MTSHIYA J: This
is an action for the eviction of the defendant and all those claiming
occupation through her from the plaintiff's premises situate at the
Borrowdale Park Race Course, Harare.
It is common
cause that on 23 April 2007 the plaintiff entered into a lease
agreement with a company called Lunar Graphics Products (Pvt) Ltd
(Lunar Graphics). The plaintiff was represented therein by Mr Howard
Mukundu (Mr Mukundu) who gave evidence in
casu.
Clause 6 of the lease agreement allowed the lesee to sublet part of
the premises to a licensed book maker such as the defendant.
On 31 January 2007 the plaintiff, represented by a Mr Shingirai
Tanyanyiwa, entered into an Agreement of Lease which, in clause 1,
provided as follows:-
“The lessor
hereby lets and the subtenant hereby hires a portion of the Lessor's
property commonly known as the Zimbabwe Betting and Sport at the
Borrowdale Park Race Course”.
The defendant
signed the agreement as “The Sub-Tenant”.
The 12 months agreement which commenced on 1 January 2007 was in
terms of clause 3 thereof renewable.
It is not clear whether in entering this agreement directly with the
defendant, the plaintiff was doing so on behalf of Lunar Graphics in
terms of clause 6 of the agreement signed between the plaintiff and
Lunar Graphics on 23 April 2007. The agreement between the plaintiff
and the defendant is silent on that aspect.
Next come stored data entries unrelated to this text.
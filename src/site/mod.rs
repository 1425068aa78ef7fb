//! Site adapters
//!
//! A site adapter turns a site's markup into chapters, pages and image
//! locations. Every bundled site is an [`HtmlSite`] configured by a
//! [`SiteRules`] implementation.

pub mod html;
pub mod parser;
pub mod rules;
pub mod sites;

pub use html::HtmlSite;
pub use rules::SiteRules;

use crate::config::HttpConfig;
use crate::state::{Chapter, Page};
use crate::{GetMangaError, Result};
use async_trait::async_trait;
use reqwest::Client;
use std::sync::Arc;

/// Names accepted by [`connect`]
pub const SITES: &[&str] = &[
    sites::MangaHere::NAME,
    sites::MangaFox::NAME,
    sites::MangaReader::NAME,
    sites::MangaDex::NAME,
    sites::CartoonMad::NAME,
    sites::RawMangaUpdate::NAME,
];

#[async_trait]
pub trait SiteAdapter: Send + Sync {
    /// Site name as given on the command line
    fn name(&self) -> &str;

    /// Normalized title, the prefix of every archive name
    fn title(&self) -> &str;

    /// All chapters of the title, oldest first
    ///
    /// Fails with [`GetMangaError::NoChapters`] when the index lists none.
    async fn list_chapters(&self) -> Result<Vec<Chapter>>;

    /// Pages of one chapter in reading order
    async fn list_pages(&self, chapter_uri: &str) -> Result<Vec<Page>>;

    /// Absolute URL of the image shown on `page_uri`
    ///
    /// Returns `Ok(None)` when the page never shows an image element.
    async fn resolve_image_locator(&self, page_uri: &str) -> Result<Option<String>>;

    /// Whether pages must be fetched one at a time
    fn is_sequential_only(&self) -> bool {
        false
    }
}

/// Creates the adapter for `site`, looking up `title`
pub fn connect(
    site: &str,
    title: &str,
    client: Client,
    config: &HttpConfig,
) -> Result<Arc<dyn SiteAdapter>> {
    fn build<R: SiteRules>(client: Client, title: &str, attempts: u32) -> Arc<dyn SiteAdapter> {
        Arc::new(HtmlSite::<R>::new(client, title, attempts))
    }

    let attempts = config.lookup_attempts;
    let adapter = match site.trim().to_lowercase().as_str() {
        sites::MangaHere::NAME => build::<sites::MangaHere>(client, title, attempts),
        sites::MangaFox::NAME => build::<sites::MangaFox>(client, title, attempts),
        sites::MangaReader::NAME => build::<sites::MangaReader>(client, title, attempts),
        sites::MangaDex::NAME => build::<sites::MangaDex>(client, title, attempts),
        sites::CartoonMad::NAME => build::<sites::CartoonMad>(client, title, attempts),
        sites::RawMangaUpdate::NAME => build::<sites::RawMangaUpdate>(client, title, attempts),
        _ => return Err(GetMangaError::UnknownSite(site.to_string())),
    };

    Ok(adapter)
}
However, in paragraphs
4.1 and 4.2 of its declaration the plaintiff states as follows:
“4.1
Accordingly on the strength of clause 6.1 of the lease agreement
Lunar Graphics Products (Private) Limited sublet the premises to the
defendant.
4.2. Further to the above referred sublease agreement between Lunar
Graphics Products (Private) Limited and Defendant, Plaintiff formally
acknowledged the subtenant through a memorandum signed to that
effect. A copy of the memorandum is hereto attached for case of
reference marked as 'B'.”
On 27 August 2007 the plaintiff gave Lunar Graphics notice of
termination of the agreement of 23 April 2007. Lunar Graphics duly
vacated the plaintiff's premises on 31 December 2007.
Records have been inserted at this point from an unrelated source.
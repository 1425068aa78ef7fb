//! Generic markup-driven site adapter

use super::parser::{element_text, resolve_link, selector};
use super::rules::SiteRules;
use super::SiteAdapter;
use crate::download::chapter_stem;
use crate::state::{Chapter, Page};
use crate::{GetMangaError, Result};
use async_trait::async_trait;
use reqwest::Client;
use scraper::Html;
use std::marker::PhantomData;
use tracing::{debug, warn};
use url::Url;

/// Adapter for a site whose listings are plain HTML
///
/// Markup is parsed in synchronous helpers so no parsed document is held
/// across an await point.
pub struct HtmlSite<R: SiteRules> {
    client: Client,
    base_uri: String,
    input_title: String,
    title: String,
    lookup_attempts: u32,
    rules: PhantomData<R>,
}

impl<R: SiteRules> HtmlSite<R> {
    pub fn new(client: Client, input_title: &str, lookup_attempts: u32) -> Self {
        let input_title = input_title.trim().to_string();
        Self {
            client,
            base_uri: R::BASE_URI.to_string(),
            title: R::title(&input_title),
            input_title,
            lookup_attempts: lookup_attempts.max(1),
            rules: PhantomData,
        }
    }

    /// Points the adapter at another host serving the same markup
    pub fn with_base_uri(mut self, base_uri: impl Into<String>) -> Self {
        self.base_uri = base_uri.into().trim_end_matches('/').to_string();
        self
    }

    pub fn title_uri(&self) -> String {
        R::title_uri(&self.base_uri, &self.input_title)
    }

    async fn fetch_html(&self, url: &str) -> Result<String> {
        let http_error = |source| GetMangaError::Http {
            url: url.to_string(),
            source,
        };

        let response = self.client.get(url).send().await.map_err(http_error)?;
        let response = response.error_for_status().map_err(http_error)?;
        response.text().await.map_err(http_error)
    }

    /// Extracts chapters from a title index, oldest first
    pub fn parse_chapters(&self, html: &str) -> Result<Vec<Chapter>> {
        let document = Html::parse_document(html);
        let links = selector(R::CHAPTERS_CSS, &self.title_uri())?;
        let base = Url::parse(&self.base_uri)?;

        let mut elements: Vec<_> = document.select(&links).collect();
        if R::DESCENDING {
            elements.reverse();
        }

        let mut chapters = Vec::with_capacity(elements.len());
        for element in elements {
            let Some(href) = element.value().attr("href") else {
                continue;
            };
            let Some(number) = R::chapter_number(&element_text(&element), href) else {
                continue;
            };
            let Some(uri) = resolve_link(href, &base) else {
                debug!("Skipping chapter {} with unusable link {}", number, href);
                continue;
            };

            let volume = R::chapter_volume(href);
            let name = chapter_stem(&self.title, &number, volume.as_deref());
            chapters.push(Chapter {
                number,
                name,
                uri,
                volume,
            });
        }

        Ok(chapters)
    }

    /// Extracts the ordered page list of a chapter
    pub fn parse_pages(&self, chapter_uri: &str, html: &str) -> Result<Vec<Page>> {
        let document = Html::parse_document(html);
        let entries = selector(R::PAGES_CSS, chapter_uri)?;

        let mut pages = Vec::new();
        for (index, entry) in document.select(&entries).enumerate() {
            let Some(name) = R::page_name(&element_text(&entry), index + 1) else {
                continue;
            };
            let uri = R::page_uri(&self.base_uri, chapter_uri, &name, entry.value().attr("value"));

            if R::is_ad_page(&uri) {
                debug!("Skipping advertisement page {}", uri);
                continue;
            }

            pages.push(Page { name, uri });
        }

        Ok(pages)
    }

    /// Extracts the absolute image URL from a page, if the image is present
    pub fn parse_image(&self, page_uri: &str, html: &str) -> Result<Option<String>> {
        let document = Html::parse_document(html);
        let image = selector(R::IMAGE_CSS, page_uri)?;
        let base = Url::parse(page_uri)?;

        Ok(document
            .select(&image)
            .next()
            .and_then(|element| element.value().attr("src"))
            .and_then(|src| resolve_link(src, &base)))
    }
}

#[async_trait]
impl<R: SiteRules> SiteAdapter for HtmlSite<R> {
    fn name(&self) -> &str {
        R::NAME
    }

    fn title(&self) -> &str {
        &self.title
    }

    async fn list_chapters(&self) -> Result<Vec<Chapter>> {
        let title_uri = self.title_uri();
        debug!("Listing chapters from {}", title_uri);

        let html = self.fetch_html(&title_uri).await?;
        let chapters = self.parse_chapters(&html)?;

        if chapters.is_empty() {
            return Err(GetMangaError::NoChapters {
                title: self.input_title.clone(),
            });
        }
        Ok(chapters)
    }

    async fn list_pages(&self, chapter_uri: &str) -> Result<Vec<Page>> {
        let html = self.fetch_html(chapter_uri).await?;
        self.parse_pages(chapter_uri, &html)
    }

    async fn resolve_image_locator(&self, page_uri: &str) -> Result<Option<String>> {
        let mut last_error = None;

        for attempt in 1..=self.lookup_attempts {
            match self.fetch_html(page_uri).await {
                Ok(html) => {
                    if let Some(locator) = self.parse_image(page_uri, &html)? {
                        return Ok(Some(locator));
                    }
                    last_error = None;
                    warn!(
                        "No image on {} (attempt {}/{})",
                        page_uri, attempt, self.lookup_attempts
                    );
                }
                Err(e) => {
                    warn!(
                        "Fetching {} failed (attempt {}/{}): {}",
                        page_uri, attempt, self.lookup_attempts, e
                    );
                    last_error = Some(e);
                }
            }
        }

        match last_error {
            Some(e) => Err(e),
            None => Ok(None),
        }
    }

    fn is_sequential_only(&self) -> bool {
        R::SEQUENTIAL_ONLY
    }
}
//! HTTP fetcher implementation
//!
//! This module handles the binary downloads of the pipeline, including:
//! - Building the shared HTTP client with the configured user agent and timeout
//! - GET requests carrying a per-request Referer header
//! - Retry logic for transient failures
//! - Response validation (status class, truncated bodies)

use crate::config::HttpConfig;
use crate::FetchError;
use reqwest::{header, Client, Response, StatusCode};
use std::time::Duration;
use tracing::{debug, trace, warn};

/// Builds the HTTP client shared by site adapters and page workers
///
/// The client pools connections; nothing about an individual request
/// (such as its referer) is stored on it.
///
/// # Example
///
/// ```no_run
/// use getmanga::config::HttpConfig;
/// use getmanga::download::build_http_client;
///
/// let client = build_http_client(&HttpConfig::default()).unwrap();
/// ```
pub fn build_http_client(config: &HttpConfig) -> Result<Client, reqwest::Error> {
    Client::builder()
        .user_agent(config.user_agent.clone())
        .timeout(config.timeout())
        .connect_timeout(config.timeout())
        .gzip(true)
        .brotli(true)
        .build()
}

/// How many times an image is requested and how long to wait in between
#[derive(Debug, Clone, Copy, PartialEq, Eq)]
pub struct RetryPolicy {
    /// Total attempts, including the first one
    pub max_attempts: u32,

    /// Pause between consecutive attempts
    pub delay: Duration,
}

impl Default for RetryPolicy {
    fn default() -> Self {
        Self {
            max_attempts: 5,
            delay: Duration::ZERO,
        }
    }
}

impl RetryPolicy {
    pub fn from_config(config: &HttpConfig) -> Self {
        Self {
            max_attempts: config.max_attempts.max(1),
            delay: config.retry_delay(),
        }
    }
}

/// Decision taken after inspecting one response
#[derive(Debug, Clone, PartialEq, Eq)]
pub(crate) enum Verdict {
    /// Clean response, the body is the image
    Accept,
    /// Transient problem, spend another attempt
    Retry(String),
    /// Permanent failure, stop immediately
    Reject,
}

/// Classifies a response by status, declared length and received length
///
/// | Condition | Verdict |
/// |-----------|---------|
/// | HTTP 4xx | Reject |
/// | HTTP 5xx | Retry |
/// | Content-Length differs from body size | Retry |
/// | Other non-2xx status | Retry |
/// | Empty body | Retry |
/// | Otherwise | Accept |
pub(crate) fn classify_response(
    status: StatusCode,
    declared_length: Option<u64>,
    received: usize,
) -> Verdict {
    if status.is_client_error() {
        return Verdict::Reject;
    }

    if status.is_server_error() {
        return Verdict::Retry(format!("server error {}", status.as_u16()));
    }

    if let Some(declared) = declared_length {
        if declared != received as u64 {
            return Verdict::Retry(format!(
                "truncated transfer ({} of {} bytes)",
                received, declared
            ));
        }
    }

    if !status.is_success() {
        return Verdict::Retry(format!("unexpected status {}", status.as_u16()));
    }

    if received == 0 {
        return Verdict::Retry("empty body".to_string());
    }

    Verdict::Accept
}

/// Outcome of a single request
enum Attempt {
    Done(Vec<u8>),
    Retry(String),
    Fatal(StatusCode),
}

/// Retrying GET client for page images
#[derive(Debug, Clone)]
pub struct Fetcher {
    client: Client,
    policy: RetryPolicy,
}

impl Fetcher {
    pub fn new(client: Client, policy: RetryPolicy) -> Self {
        Self { client, policy }
    }

    pub fn client(&self) -> &Client {
        &self.client
    }

    pub fn policy(&self) -> RetryPolicy {
        self.policy
    }

    /// Downloads `url`, sending `referer` as the Referer header
    ///
    /// # Retry Logic
    ///
    /// Every request uses one attempt out of `max_attempts`. Client errors
    /// end the fetch at once; server errors, truncated bodies and transport
    /// errors (timeouts, refused connections) are retried until the budget
    /// is spent.
    ///
    /// # Returns
    ///
    /// * `Ok(Vec<u8>)` - The response body
    /// * `Err(FetchError::Status)` - The server answered with a 4xx status
    /// * `Err(FetchError::Exhausted)` - No clean response within the attempt budget
    pub async fn fetch(&self, url: &str, referer: &str) -> Result<Vec<u8>, FetchError> {
        let max_attempts = self.policy.max_attempts.max(1);

        for attempt in 1..=max_attempts {
            match self.attempt(url, referer).await {
                Attempt::Done(bytes) => {
                    trace!("Fetched {} ({} bytes, attempt {})", url, bytes.len(), attempt);
                    return Ok(bytes);
                }
                Attempt::Fatal(status) => {
                    debug!("Giving up on {}: HTTP {}", url, status.as_u16());
                    return Err(FetchError::Status {
                        url: url.to_string(),
                        status: status.as_u16(),
                    });
                }
                Attempt::Retry(reason) => {
                    warn!(
                        "Attempt {}/{} for {} failed: {}",
                        attempt, max_attempts, url, reason
                    );
                }
            }

            if attempt < max_attempts && !self.policy.delay.is_zero() {
                tokio::time::sleep(self.policy.delay).await;
            }
        }

        Err(FetchError::Exhausted {
            url: url.to_string(),
            attempts: max_attempts,
        })
    }

    async fn attempt(&self, url: &str, referer: &str) -> Attempt {
        let response = match self
            .client
            .get(url)
            .header(header::REFERER, referer)
            .send()
            .await
        {
            Ok(response) => response,
            Err(e) => return Attempt::Retry(describe_error(&e)),
        };

        let status = response.status();
        if status.is_client_error() {
            return Attempt::Fatal(status);
        }

        let declared_length = declared_length(&response);
        let body = match response.bytes().await {
            Ok(body) => body,
            Err(e) => return Attempt::Retry(describe_error(&e)),
        };

        match classify_response(status, declared_length, body.len()) {
            Verdict::Accept => Attempt::Done(body.to_vec()),
            Verdict::Retry(reason) => Attempt::Retry(reason),
            Verdict::Reject => Attempt::Fatal(status),
        }
    }
}

/// Reads the Content-Length header as sent by the server
///
/// reqwest drops this header when it transparently decompresses a body,
/// so a value here always describes the bytes we receive.
fn declared_length(response: &Response) -> Option<u64> {
    response
        .headers()
        .get(header::CONTENT_LENGTH)
        .and_then(|v| v.to_str().ok())
        .and_then(|v| v.trim().parse().ok())
}

fn describe_error(e: &reqwest::Error) -> String {
    if e.is_timeout() {
        "request timeout".to_string()
    } else if e.is_connect() {
        "connection refused".to_string()
    } else {
        e.to_string()
    }
}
On 29 August 2007, two days after signing the notice to Lunar
Graphics, the plaintiff also gave notice to the defendant in the
following terms:-
“Att:
Michelle Nyamangunda
Borrowdale Park Race Course
Box 376
Harare
Dear Madam
Re: Termination of sub-lease
Please be
advised that three months notice to terminate the principal lease
agreement between Mashonaland Turf Club and Lunar Graphics has been
given. The notice period shall run from the 1st
September 2007 and shall terminate on the 30th
November 2007. You are accordingly expected to vacate the property on
or before 30th
November 2007 following the termination of the principal lease. The
three calendar months notice period is in line with clause 14 of the
sub-lease agreement.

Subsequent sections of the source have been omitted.